TASK TO CARRY OUT: Go through the records below and show every line with the string "ColumnOverrides".

+++

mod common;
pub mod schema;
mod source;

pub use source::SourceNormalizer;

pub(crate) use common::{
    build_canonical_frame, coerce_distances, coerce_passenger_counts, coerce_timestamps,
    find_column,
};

+++

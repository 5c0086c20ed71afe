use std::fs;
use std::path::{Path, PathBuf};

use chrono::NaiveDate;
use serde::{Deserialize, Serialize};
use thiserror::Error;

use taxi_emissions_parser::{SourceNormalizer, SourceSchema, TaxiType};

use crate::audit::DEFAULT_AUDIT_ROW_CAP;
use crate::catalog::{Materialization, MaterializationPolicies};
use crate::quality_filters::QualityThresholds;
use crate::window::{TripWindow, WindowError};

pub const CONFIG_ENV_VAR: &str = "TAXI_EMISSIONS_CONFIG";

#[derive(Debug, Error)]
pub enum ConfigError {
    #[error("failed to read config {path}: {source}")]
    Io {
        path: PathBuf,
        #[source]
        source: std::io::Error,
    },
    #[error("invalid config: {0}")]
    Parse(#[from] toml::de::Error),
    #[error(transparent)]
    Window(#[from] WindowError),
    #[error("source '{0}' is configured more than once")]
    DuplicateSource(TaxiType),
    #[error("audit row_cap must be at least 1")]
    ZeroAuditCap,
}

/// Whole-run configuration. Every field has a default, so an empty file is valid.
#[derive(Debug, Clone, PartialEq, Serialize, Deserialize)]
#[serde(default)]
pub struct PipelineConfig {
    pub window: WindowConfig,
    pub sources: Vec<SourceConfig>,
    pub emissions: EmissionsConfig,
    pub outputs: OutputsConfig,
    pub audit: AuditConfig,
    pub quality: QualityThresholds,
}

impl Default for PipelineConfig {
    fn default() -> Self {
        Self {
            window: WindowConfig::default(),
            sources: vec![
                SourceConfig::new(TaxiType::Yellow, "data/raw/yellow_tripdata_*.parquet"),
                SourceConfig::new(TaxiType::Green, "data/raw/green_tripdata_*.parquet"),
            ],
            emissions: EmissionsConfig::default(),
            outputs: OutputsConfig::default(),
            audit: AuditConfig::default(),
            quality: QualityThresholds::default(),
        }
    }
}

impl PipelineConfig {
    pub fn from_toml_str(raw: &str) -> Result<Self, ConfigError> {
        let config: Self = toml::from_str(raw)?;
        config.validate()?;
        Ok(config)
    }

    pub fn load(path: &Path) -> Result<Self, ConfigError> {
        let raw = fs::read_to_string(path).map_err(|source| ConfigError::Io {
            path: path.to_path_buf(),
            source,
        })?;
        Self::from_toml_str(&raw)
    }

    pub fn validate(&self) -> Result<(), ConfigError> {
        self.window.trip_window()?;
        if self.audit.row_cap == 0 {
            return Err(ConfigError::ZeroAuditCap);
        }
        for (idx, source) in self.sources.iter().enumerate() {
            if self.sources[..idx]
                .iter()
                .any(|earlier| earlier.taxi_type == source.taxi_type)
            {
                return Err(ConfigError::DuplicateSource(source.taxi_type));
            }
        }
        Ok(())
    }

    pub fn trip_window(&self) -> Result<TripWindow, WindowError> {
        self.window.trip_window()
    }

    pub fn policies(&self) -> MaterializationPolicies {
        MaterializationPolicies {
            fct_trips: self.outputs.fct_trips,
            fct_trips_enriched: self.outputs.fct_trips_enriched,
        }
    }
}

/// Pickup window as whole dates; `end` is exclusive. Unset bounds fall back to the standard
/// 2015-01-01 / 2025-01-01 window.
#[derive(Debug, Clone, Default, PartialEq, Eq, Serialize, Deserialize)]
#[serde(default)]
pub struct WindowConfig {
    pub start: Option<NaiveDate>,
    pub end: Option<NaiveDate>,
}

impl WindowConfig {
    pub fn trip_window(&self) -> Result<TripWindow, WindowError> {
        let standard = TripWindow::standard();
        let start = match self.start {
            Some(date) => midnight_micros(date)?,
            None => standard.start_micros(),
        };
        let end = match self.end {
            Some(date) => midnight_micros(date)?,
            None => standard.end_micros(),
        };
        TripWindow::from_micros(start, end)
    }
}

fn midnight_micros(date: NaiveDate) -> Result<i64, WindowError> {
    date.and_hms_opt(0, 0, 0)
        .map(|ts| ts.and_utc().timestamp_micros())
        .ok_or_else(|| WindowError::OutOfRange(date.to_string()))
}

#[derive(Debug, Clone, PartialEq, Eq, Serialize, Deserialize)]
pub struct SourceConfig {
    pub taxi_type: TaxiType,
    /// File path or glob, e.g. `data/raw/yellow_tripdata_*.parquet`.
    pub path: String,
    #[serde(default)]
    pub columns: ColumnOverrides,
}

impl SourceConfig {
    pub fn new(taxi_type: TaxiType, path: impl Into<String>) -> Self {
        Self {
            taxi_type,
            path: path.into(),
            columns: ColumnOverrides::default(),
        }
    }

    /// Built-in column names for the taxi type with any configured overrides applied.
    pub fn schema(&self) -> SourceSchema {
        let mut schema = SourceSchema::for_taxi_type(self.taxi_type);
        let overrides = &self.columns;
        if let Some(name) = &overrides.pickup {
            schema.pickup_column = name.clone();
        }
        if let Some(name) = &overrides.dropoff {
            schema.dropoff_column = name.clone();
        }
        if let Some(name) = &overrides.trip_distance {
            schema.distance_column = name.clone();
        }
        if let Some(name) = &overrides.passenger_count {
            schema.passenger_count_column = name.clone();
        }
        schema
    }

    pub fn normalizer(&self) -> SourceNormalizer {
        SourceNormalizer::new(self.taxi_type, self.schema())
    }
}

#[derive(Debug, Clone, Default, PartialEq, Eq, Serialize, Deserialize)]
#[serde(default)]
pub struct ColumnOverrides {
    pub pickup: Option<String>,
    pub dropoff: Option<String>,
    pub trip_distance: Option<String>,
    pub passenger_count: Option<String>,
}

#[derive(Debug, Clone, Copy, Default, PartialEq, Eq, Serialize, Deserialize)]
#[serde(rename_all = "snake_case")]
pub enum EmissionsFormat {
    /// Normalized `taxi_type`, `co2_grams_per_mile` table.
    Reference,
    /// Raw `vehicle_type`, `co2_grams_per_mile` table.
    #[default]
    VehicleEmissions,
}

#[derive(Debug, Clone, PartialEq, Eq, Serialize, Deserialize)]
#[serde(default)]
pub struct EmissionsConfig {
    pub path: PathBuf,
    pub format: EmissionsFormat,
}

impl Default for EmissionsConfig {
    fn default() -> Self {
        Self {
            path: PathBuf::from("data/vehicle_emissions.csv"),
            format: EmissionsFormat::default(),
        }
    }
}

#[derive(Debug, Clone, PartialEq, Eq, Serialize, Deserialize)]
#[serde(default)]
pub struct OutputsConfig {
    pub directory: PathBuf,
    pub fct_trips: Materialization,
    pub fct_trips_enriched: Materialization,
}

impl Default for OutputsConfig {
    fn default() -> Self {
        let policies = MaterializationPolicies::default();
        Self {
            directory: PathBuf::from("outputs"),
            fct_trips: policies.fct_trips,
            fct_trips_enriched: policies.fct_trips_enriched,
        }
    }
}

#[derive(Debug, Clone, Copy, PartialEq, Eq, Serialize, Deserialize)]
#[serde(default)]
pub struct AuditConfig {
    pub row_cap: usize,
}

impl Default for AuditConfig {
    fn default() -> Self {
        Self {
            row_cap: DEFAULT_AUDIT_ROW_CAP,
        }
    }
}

+++

SOLUTION:
    pub columns: ColumnOverrides,
            columns: ColumnOverrides::default(),
pub struct ColumnOverrides {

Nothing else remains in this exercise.